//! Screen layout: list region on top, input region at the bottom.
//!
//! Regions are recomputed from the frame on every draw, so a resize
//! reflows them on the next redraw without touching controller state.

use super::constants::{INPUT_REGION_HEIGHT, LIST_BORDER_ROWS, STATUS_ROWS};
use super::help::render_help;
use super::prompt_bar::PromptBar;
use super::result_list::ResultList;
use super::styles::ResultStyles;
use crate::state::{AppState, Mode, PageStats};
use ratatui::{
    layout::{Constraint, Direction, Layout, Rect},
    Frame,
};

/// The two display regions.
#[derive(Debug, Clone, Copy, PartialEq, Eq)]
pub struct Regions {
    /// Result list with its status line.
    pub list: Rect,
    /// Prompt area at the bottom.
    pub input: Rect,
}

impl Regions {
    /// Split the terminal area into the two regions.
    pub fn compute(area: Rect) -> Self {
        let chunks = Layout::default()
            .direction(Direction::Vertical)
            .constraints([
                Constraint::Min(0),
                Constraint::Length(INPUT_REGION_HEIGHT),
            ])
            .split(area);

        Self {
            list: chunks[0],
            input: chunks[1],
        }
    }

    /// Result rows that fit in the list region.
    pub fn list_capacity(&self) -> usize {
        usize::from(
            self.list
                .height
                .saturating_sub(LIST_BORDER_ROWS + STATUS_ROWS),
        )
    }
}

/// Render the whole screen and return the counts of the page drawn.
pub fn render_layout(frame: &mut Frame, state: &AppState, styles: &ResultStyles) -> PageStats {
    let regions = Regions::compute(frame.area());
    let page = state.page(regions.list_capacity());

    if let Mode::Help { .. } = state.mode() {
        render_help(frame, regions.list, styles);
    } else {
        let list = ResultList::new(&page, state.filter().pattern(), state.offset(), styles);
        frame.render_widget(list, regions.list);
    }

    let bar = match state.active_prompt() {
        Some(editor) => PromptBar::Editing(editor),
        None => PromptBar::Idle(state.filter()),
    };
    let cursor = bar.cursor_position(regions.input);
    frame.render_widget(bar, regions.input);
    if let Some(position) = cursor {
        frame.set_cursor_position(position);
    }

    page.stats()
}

● ● ● ● ● ● ●

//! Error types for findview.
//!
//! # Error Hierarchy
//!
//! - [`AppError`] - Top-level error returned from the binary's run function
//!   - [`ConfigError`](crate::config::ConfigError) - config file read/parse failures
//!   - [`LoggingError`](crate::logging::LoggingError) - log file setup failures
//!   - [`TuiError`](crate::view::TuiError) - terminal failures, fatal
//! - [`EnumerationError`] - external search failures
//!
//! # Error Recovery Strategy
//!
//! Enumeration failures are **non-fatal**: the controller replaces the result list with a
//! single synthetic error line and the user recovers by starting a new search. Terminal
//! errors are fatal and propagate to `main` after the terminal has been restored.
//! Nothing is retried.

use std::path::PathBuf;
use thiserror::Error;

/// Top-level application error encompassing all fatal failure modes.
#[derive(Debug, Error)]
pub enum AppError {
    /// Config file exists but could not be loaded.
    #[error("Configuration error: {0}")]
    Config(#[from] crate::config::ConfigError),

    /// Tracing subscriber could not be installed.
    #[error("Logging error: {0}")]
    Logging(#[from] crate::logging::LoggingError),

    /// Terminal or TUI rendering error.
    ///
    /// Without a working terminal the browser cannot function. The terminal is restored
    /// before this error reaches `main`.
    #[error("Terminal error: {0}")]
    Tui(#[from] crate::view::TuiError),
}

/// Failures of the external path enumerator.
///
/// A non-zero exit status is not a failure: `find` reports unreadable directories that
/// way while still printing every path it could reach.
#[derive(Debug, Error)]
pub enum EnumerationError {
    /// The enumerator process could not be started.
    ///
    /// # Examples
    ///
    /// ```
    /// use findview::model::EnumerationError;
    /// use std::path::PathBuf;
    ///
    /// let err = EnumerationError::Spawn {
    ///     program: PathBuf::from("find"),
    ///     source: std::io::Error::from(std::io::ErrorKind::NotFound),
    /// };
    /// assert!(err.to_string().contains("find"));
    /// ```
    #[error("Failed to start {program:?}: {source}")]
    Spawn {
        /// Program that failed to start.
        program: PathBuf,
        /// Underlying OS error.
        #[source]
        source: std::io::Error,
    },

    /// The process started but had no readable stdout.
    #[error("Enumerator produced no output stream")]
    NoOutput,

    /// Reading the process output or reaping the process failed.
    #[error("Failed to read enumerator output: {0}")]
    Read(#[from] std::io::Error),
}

● ● ● ● ● ● ●

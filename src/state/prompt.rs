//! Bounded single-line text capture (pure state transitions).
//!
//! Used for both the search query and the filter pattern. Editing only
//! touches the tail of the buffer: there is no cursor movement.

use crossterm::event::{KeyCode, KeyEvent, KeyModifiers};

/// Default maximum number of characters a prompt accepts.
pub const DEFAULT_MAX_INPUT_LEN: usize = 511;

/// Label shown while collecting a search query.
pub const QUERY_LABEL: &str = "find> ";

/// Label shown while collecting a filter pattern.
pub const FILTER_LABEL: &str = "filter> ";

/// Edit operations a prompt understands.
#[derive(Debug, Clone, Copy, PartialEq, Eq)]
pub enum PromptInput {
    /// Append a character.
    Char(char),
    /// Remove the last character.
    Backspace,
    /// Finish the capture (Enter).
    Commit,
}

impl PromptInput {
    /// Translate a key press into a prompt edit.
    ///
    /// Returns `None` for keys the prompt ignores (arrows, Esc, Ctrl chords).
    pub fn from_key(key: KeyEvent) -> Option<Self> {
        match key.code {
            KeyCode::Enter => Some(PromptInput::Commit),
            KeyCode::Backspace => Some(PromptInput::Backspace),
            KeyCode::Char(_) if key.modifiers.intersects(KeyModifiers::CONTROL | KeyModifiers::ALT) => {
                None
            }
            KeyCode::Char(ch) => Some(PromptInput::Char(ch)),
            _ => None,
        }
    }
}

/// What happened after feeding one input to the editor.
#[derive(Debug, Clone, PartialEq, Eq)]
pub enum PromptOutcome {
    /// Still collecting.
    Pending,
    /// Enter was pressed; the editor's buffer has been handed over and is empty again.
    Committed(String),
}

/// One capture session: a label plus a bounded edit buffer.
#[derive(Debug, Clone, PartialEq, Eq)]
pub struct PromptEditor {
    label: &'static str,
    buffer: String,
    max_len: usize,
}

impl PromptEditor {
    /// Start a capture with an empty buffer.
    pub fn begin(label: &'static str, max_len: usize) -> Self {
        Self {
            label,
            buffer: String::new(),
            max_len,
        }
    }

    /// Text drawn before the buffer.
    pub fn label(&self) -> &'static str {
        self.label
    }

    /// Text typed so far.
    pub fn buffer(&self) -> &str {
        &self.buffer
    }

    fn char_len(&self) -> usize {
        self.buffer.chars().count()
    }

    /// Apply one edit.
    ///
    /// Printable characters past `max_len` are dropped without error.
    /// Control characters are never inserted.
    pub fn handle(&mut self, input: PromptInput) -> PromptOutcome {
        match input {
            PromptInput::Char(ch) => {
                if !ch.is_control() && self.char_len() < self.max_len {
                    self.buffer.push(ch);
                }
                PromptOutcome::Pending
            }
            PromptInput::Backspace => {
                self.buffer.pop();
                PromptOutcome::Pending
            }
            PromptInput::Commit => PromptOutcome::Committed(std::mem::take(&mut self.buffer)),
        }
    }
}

● ● ● ● ● ● ●

**Try it**
The answer must be one number: how many lines in the material above contain the word "ConfigError".

**Exercise answer**
2